Выбрать главу

— Какой ты недобрый мальчик, Митя, — говорила мне иногда Лида; — я для тебя работаю, я забочусь, чтобы ты всегда хорошенько приготовил уроки, а ты не даешь мне заняться спокойно полчасика!

Мне становилось на минуту стыдно: «В самом деле, отчего я такой недобрый? — думалось мне; но тут же сейчас являлась другая мысль: она сама недобрая, она сделала, что папа меня не любит, она всегда хлопочет, чтобы меня наказывали: не нужно мне её забот, пусть лучше оставит меня в покое; она мне делает неприятности, и я ей буду!» — и я шумел назло Лиде и постепенно превращался из доброго, чувствительного ребенка, каким был при жизни матери, в злобного, вечно раздраженного мальчика, готового каждую минуту сделать неприятность другим.

Лидия обыкновенно рассказывала о моих дурных поступках всем родным и знакомым, навещавшим нас, и все они смотрели на меня, как на совершенного негодяя, и жалели сестру за то, что ей приходится возиться со мной. Многие старые родственницы пробовали увещевать меня, говорили мне, что сестра заменила мне мать, советовали любить и уважать ее. Ужасно досадно становилось мне выслушивать эти советы: «Совсем она мне не заменила мамы, — отвечал я сердитым голосом; — не хочу я ее любить и не буду!» Родственницы вздыхали и говорили, что я потерянный ребенок. Лида также вздыхала. Конечно, всякий, кто увидел бы нас с ней в первый раз, кто не знал всей нашей домашней жизни, должен был подумать, что я виноват, а она права. Я как теперь помню ее: стройная, невысокого роста девушка, с серьезным выражением бледного лица, всегда спокойная, приветливая ко всем посторонним, одета необыкновенно чисто, вечно занятая какой-нибудь работой, она должна была производить на всех самое приятное впечатление. Помню я и себя в то время: коренастый, довольно высокий для своих лет мальчик, одетый всегда очень небрежно, со всклоченными волосами, глядевший постоянно исподлобья, каждую минуту готовый что-нибудь напроказить, я действительно мог казаться маленьким разбойником.

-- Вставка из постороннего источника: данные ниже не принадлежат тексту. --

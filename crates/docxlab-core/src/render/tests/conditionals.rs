//! IF / END-IF expansion.

use super::helpers::*;

fn if_paragraph(condition: &str, body: &str) -> String {
    runs_paragraph(&[&format!("+++IF {condition}+++"), body, "+++END-IF+++"])
}

#[test]
fn test_boolean_conditions() {
    let body = format!(
        "{}{}",
        if_paragraph("isActive", "Active user"),
        if_paragraph("isInactive", "Inactive user"),
    );
    let result = render(&document(&body), &scalar_data());
    let text = rendered_text(&result);
    assert!(text.contains("Active user"));
    assert!(!text.contains("Inactive user"));
    assert!(result.errors.is_empty());
}

#[test]
fn test_string_comparisons() {
    let body = format!(
        "{}{}{}",
        if_paragraph("name == 'John'", "Name is John"),
        if_paragraph("name == 'Jane'", "Name is Jane"),
        if_paragraph("name != 'Sean'", "Name is not Sean"),
    );
    let result = render(&document(&body), &scalar_data());
    let text = rendered_text(&result);
    assert!(text.contains("Name is John"));
    assert!(text.contains("Name is not Sean"));
    assert!(!text.contains("Name is Jane"));
}

#[test]
fn test_numeric_comparisons() {
    let body = format!(
        "{}{}{}",
        if_paragraph("age > 18", "Adult"),
        if_paragraph("score >= 80", "High Score"),
        if_paragraph("score < 50", "Low Score"),
    );
    let result = render(&document(&body), &scalar_data());
    let text = rendered_text(&result);
    assert!(text.contains("Adult"));
    assert!(text.contains("High Score"));
    assert!(!text.contains("Low Score"));
}

#[test]
fn test_undefined_condition_is_falsy() {
    let result = render(
        &document(&if_paragraph("missingKey", "never")),
        &scalar_data(),
    );
    assert!(!rendered_text(&result).contains("never"));
    assert!(result.errors.is_empty());
}

#[test]
fn test_if_over_own_paragraphs_collapses_them() {
    let template = document_of(&["+++IF isActive+++", "visible", "+++END-IF+++", "tail"]);
    let result = render(&template, &scalar_data());
    let text = rendered_text(&result);
    assert_in_order(&text, &["visible", "tail"]);
    // Command-only paragraphs are gone.
    assert!(!text.contains("IF"));
}

#[test]
fn test_falsy_if_keeps_surrounding_text_of_its_paragraph() {
    // The paragraph itself held renderable text, so it survives even though
    // the branch body is suppressed.
    let template = document(&runs_paragraph(&[
        "start ",
        "+++IF isInactive+++",
        "hidden",
        "+++END-IF+++",
        " end",
    ]));
    let result = render(&template, &scalar_data());
    let text = rendered_text(&result);
    assert!(text.contains("start"));
    assert!(text.contains("end"));
    assert!(!text.contains("hidden"));
}

#[test]
fn test_sequential_ifs_match_their_own_ends() {
    let body = format!(
        "{}{}",
        if_paragraph("isActive", "first"),
        if_paragraph("isActive", "second"),
    );
    let result = render(&document(&body), &scalar_data());
    let text = rendered_text(&result);
    assert_in_order(&text, &["first", "second"]);
    assert!(result.errors.is_empty());
}

#[test]
fn test_nested_if_inside_if() {
    let template = document_of(&[
        "+++IF isActive+++",
        "outer",
        "+++IF name == 'John'+++",
        "inner",
        "+++END-IF+++",
        "+++END-IF+++",
    ]);
    let result = render(&template, &scalar_data());
    let text = rendered_text(&result);
    assert_in_order(&text, &["outer", "inner"]);
    assert!(result.errors.is_empty());
}
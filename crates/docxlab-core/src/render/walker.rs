//! The two-tree walk
//!
//! Two cursors advance in lockstep: `node_in` over the preprocessed template
//! and `node_out` over the output tree under construction. Each iteration
//! performs one move (DOWN, SIDE, UP, or JUMP back to an open loop's
//! reference node) and then processes the landed node: cloning into the
//! output, running the command scanner on text inside `w:t`, collapsing
//! containers that held only commands, and attaching pending inline objects
//! at their host tags.

use log::debug;

use crate::error::{DocxlabError, Result};
use crate::node::{attrs, tags, NodeId, Tree};
use crate::render::context::{Context, Pending};
use crate::render::handlers::process_cmd;
use crate::render::value::ReportData;
use crate::render::{Delimiters, RenderResult, ReportOptions};

#[derive(Debug, Clone, Copy, PartialEq, Eq)]
enum Move {
    Initial,
    Down,
    Side,
    Up,
    Jump,
}

pub(crate) fn walk_template(
    data: &ReportData,
    template: &mut Tree,
    root: NodeId,
    options: &ReportOptions,
    seek_query: bool,
) -> Result<RenderResult> {
    let mut ctx = Context::new(options, seek_query);
    let mut out = Tree::new();
    let out_root = out.adopt_shallow(template, root);

    let mut node_in = root;
    let mut node_out = out_root;
    let mut last_move = Move::Initial;
    let mut delta_jump: i32 = 0;
    let mut errors: Vec<DocxlabError> = Vec::new();
    let mut iterations: usize = 0;

    loop {
        iterations += 1;
        if iterations > options.maximum_walk_depth {
            return Err(DocxlabError::WalkDepthExceeded(options.maximum_walk_depth));
        }

        // =====================================================
        // Move the input cursor
        // =====================================================
        let mv = if ctx.f_jump {
            let Some(cur) = ctx.cur_loop() else {
                return Err(DocxlabError::TemplateParse(
                    "jump requested without an open loop".to_string(),
                ));
            };
            debug!("jumping back to level {}", cur.ref_node_level);
            delta_jump = ctx.level - cur.ref_node_level;
            node_in = cur.ref_node;
            ctx.level = cur.ref_node_level;
            ctx.f_jump = false;
            Move::Jump
        } else if template.first_child(node_in).is_some() && last_move != Move::Up {
            node_in = template.first_child(node_in).expect("just checked");
            ctx.level += 1;
            Move::Down
        } else if let Some(sibling) = template.next_sibling(node_in) {
            node_in = sibling;
            Move::Side
        } else if let Some(parent) = template.parent(node_in) {
            node_in = parent;
            ctx.level -= 1;
            Move::Up
        } else {
            debug!("walk finished after {iterations} iterations");
            break;
        };
        last_move = mv;

        // =====================================================
        // Drop the last generated output node in special cases
        // =====================================================
        // Containers created during a loop's exploring pass never appear in
        // the output, and neither does a paragraph/row/cell whose only
        // payload was commands.
        if mv != Move::Down {
            let mut f_remove = false;
            if let Some(tag) = out.tag(node_out) {
                let is_container = matches!(tag, tags::P | tags::TR | tags::TC);
                if (is_container || tag == tags::TBL) && ctx.is_loop_exploring() {
                    f_remove = true;
                } else if is_container {
                    let buf = &ctx.buffers[tag];
                    f_remove = buf.text.is_empty() && !buf.cmds.is_empty() && !buf.f_inserted_text;
                }
            }
            if f_remove {
                if let Some(parent) = out.parent(node_out) {
                    out.pop_child(parent);
                }
            }
        }

        // =====================================================
        // Handle an UP movement
        // =====================================================
        if mv == Move::Up {
            // The loop body turned out to begin one level higher than the
            // node the FOR was first seen on.
            if ctx.is_loop_exploring() {
                let promote = ctx
                    .cur_loop()
                    .map(|cur| cur.ref_node)
                    .and_then(|ref_node| template.parent(ref_node))
                    == Some(node_in);
                if promote {
                    let cur = ctx.cur_loop_mut().expect("exploring implies a loop");
                    cur.ref_node = node_in;
                    cur.ref_node_level -= 1;
                }
            }

            node_out = out.parent(node_out).ok_or_else(|| {
                DocxlabError::TemplateParse("template syntax error: output node has no parent".into())
            })?;
            let out_tag = out.tag(node_out).map(str::to_owned);

            // A pending image/link/html replaces the just-closed output node
            // once the walk exits its host tag.
            let pending = std::mem::take(&mut ctx.pending);
            match (pending, out_tag.as_deref()) {
                (Pending::Image { drawing, caption }, Some(tags::T)) => {
                    if let Some(parent) = out.parent(node_out) {
                        out.pop_child(parent);
                        out.append_child(parent, drawing);
                        for caption_node in caption {
                            out.append_child(parent, caption_node);
                        }
                        ctx.mark_inserted();
                    }
                }
                (Pending::Link { hyperlink }, Some(tags::R)) => {
                    if let Some(parent) = out.parent(node_out) {
                        out.pop_child(parent);
                        out.append_child(parent, hyperlink);
                        ctx.mark_inserted();
                    }
                }
                (Pending::Html { alt_chunk }, Some(tags::P)) => {
                    if let Some(parent) = out.parent(node_out) {
                        out.pop_child(parent);
                        out.append_child(parent, alt_chunk);
                        ctx.mark_inserted();
                    }
                }
                (other, _) => ctx.pending = other,
            }

            // A table cell must not end up without a paragraph or altChunk.
            if out_tag.as_deref() == Some(tags::TC) {
                let has_block = out
                    .children(node_out)
                    .iter()
                    .any(|&c| matches!(out.tag(c), Some(tags::P) | Some(tags::ALTCHUNK)));
                if !has_block {
                    let p = out.element(tags::P, attrs([]));
                    out.append_child(node_out, p);
                }
            }

            // Track the latest run properties for LINK formatting.
            match out_tag.as_deref() {
                Some(tags::RPR) => ctx.text_run_props_node = Some(node_out),
                Some(tags::R) => ctx.text_run_props_node = None,
                _ => {}
            }
        }

        // =====================================================
        // Node creation: DOWN | SIDE
        // =====================================================
        // Copies land in the output tree tentatively; a container that turns
        // out to hold only commands is dropped later.
        if mv == Move::Down || mv == Move::Side {
            if mv == Move::Side {
                node_out = out.parent(node_out).ok_or_else(|| {
                    DocxlabError::TemplateParse(
                        "template syntax error: output node has no parent".into(),
                    )
                })?;
            }

            match template.tag(node_in) {
                Some(tags::P) => ctx.reset_buffer(tags::P),
                Some(tags::TR) => ctx.reset_buffer(tags::TR),
                Some(tags::TC) => ctx.reset_buffer(tags::TC),
                _ => {}
            }

            let new_node = out.adopt_shallow(template, node_in);
            out.append_child(node_out, new_node);

            // Keep drawing-object ids unique across expanded copies.
            if !ctx.is_loop_exploring()
                && matches!(template.tag(node_in), Some(tags::DOCPR) | Some(tags::VSHAPE))
            {
                let id = ctx.next_shape_id();
                out.set_attr(new_node, "id", id);
            }

            let in_text_run = template.is_text(node_in)
                && template
                    .parent(node_in)
                    .is_some_and(|p| template.tag(p) == Some(tags::T));
            if in_text_run {
                match process_text(data, template, node_in, &mut out, &mut ctx) {
                    Ok(text) => out.set_text(new_node, text),
                    Err(e) => {
                        if options.fail_fast {
                            return Err(e);
                        }
                        errors.push(e);
                    }
                }
            }

            node_out = new_node;
        }

        // =====================================================
        // JUMP: ascend the output cursor to the loop's level
        // =====================================================
        if mv == Move::Jump {
            while delta_jump > 0 {
                node_out = out.parent(node_out).ok_or_else(|| {
                    DocxlabError::TemplateParse(
                        "template syntax error: output node has no parent".into(),
                    )
                })?;
                delta_jump -= 1;
            }
        }
    }

    // =====================================================
    // End-of-walk invariants
    // =====================================================
    if ctx.g_cnt_if != ctx.g_cnt_end_if {
        let err = DocxlabError::IncompleteConditional;
        if options.fail_fast {
            return Err(err);
        }
        errors.push(err);
    }
    if let Some(unterminated) = ctx.loops.iter().rev().find(|l| !l.is_if) {
        let err = DocxlabError::UnterminatedLoop(unterminated.var_name.clone());
        if options.fail_fast {
            return Err(err);
        }
        errors.push(err);
    }

    Ok(RenderResult {
        tree: out,
        root: out_root,
        images: ctx.images,
        links: ctx.links,
        htmls: ctx.htmls,
        query: ctx.query,
        errors,
    })
}

/// Split text into out-of-command and in-command segments; the in-command
/// state toggles at every delimiter boundary.
fn split_text_by_delimiters(text: &str, delimiters: &Delimiters) -> Vec<String> {
    text.split(delimiters.open.as_str())
        .flat_map(|piece| {
            piece
                .split(delimiters.close.as_str())
                .map(str::to_owned)
                .collect::<Vec<_>>()
        })
        .collect()
}

/// Run the command scanner over one text node's content; returns the text to
/// place in the cloned output node.
fn process_text(
    data: &ReportData,
    template: &mut Tree,
    node: NodeId,
    out: &mut Tree,
    ctx: &mut Context,
) -> Result<String> {
    let text = match template.text(node) {
        Some(text) if !text.is_empty() => text.to_string(),
        _ => return Ok(String::new()),
    };

    let open = ctx.options.cmd_delimiter.open.clone();
    let segments = split_text_by_delimiters(&text, &ctx.options.cmd_delimiter);
    let last = segments.len() - 1;

    let mut out_text = String::new();
    let mut collected: Vec<DocxlabError> = Vec::new();

    for (idx, segment) in segments.iter().enumerate() {
        if idx > 0 {
            // Delimiters count as command payload for the collapse heuristic.
            ctx.append_to_buffers(&open, true, false);
        }

        if ctx.f_cmd {
            ctx.cmd.push_str(segment);
        } else if !ctx.is_loop_exploring() {
            out_text.push_str(segment);
        }
        ctx.append_to_buffers(segment, ctx.f_cmd, false);

        if idx < last {
            if ctx.f_cmd {
                match process_cmd(data, template, node, out, ctx) {
                    Ok(result) => {
                        if !result.is_empty() {
                            out_text.push_str(&result);
                            ctx.append_to_buffers(&result, false, true);
                        }
                    }
                    Err(e) => {
                        if ctx.options.fail_fast {
                            return Err(e);
                        }
                        collected.push(e);
                    }
                }
            }
            ctx.f_cmd = !ctx.f_cmd;
        }
    }

    if !collected.is_empty() {
        return Err(DocxlabError::combined(collected));
    }
    Ok(out_text)
}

— А что же ты ничего не рассказываешь про Лизу, и ей жилось так же худо, как тебе?

— Да, может быть, даже хуже. Лиза была нисколько не похожа на меня характером. Я был резвый, живой мальчик, а она тихая, кроткая девочка; бывало, копошится целый день со своими тряпочками, и голоса её не услышишь. Между тем, Лида обращалась с ней точно так же сурово, как со мной. Эта суровость сразу запугала бедную малютку. Ей и в голову не приходило сопротивляться Лидии: она сразу подчинилась ей и стала исполнять все её приказания. Лидии это очень нравилось, и она с утра до вечера командовала над малюткой и не давала ей ступить шагу свободно. Лиза должна была вставать и ложиться спать именно в ту минуту, как ей приказывали, есть ровно столько, сколько ей накладывали на тарелку, играть теми игрушками и столько времени, сколько хотела старшая сестра. Лидия беспрестанно что-нибудь приказывала ей, в чем-нибудь останавливала ее.

— Лиза, для чего ты раздела свою куклу? Это глупая игра: одень ее скорей в новое платье! — говорила Лидия, и малютка спешила исполнить это приказание, хотя личико её становилось печально, и видно было, что её игра расстроилась. «Лиза, иди ко мне, смотри картинки!» Лиза шла и смотрела; но картинки нисколько не занимали ее. Меня маленькая сестренка очень любила; я всегда придумывал для неё разные забавы и ей не было большого удовольствия, как оставаться со мной, но ей редко это позволялось.

— Митя дурной мальчик, — обыкновенно говорила ей Лидия: — оставь его, пусть он играет один, а ты сиди подле меня.

— Да я хочу к Мите, — жалобно пищала девочка.

— Маленькие девочки не должны говорить «хочу», — внушительным голосом замечала Лидия: — они должны слушаться старших! Иди сюда и не пищи; вот тебе карандаш: рисуй!

Лиза неохотно брала в руки карандаш и все поглядывала в ту сторону, где я нарочно выделывал разные штуки, чтобы привлечь её внимание.

— Лиза, — уже строгим голосом говорила Лидия, — ведь я велела тебе рисовать, а не на Митю смотреть; если ты еще раз взглянешь на него, я тебя накажу!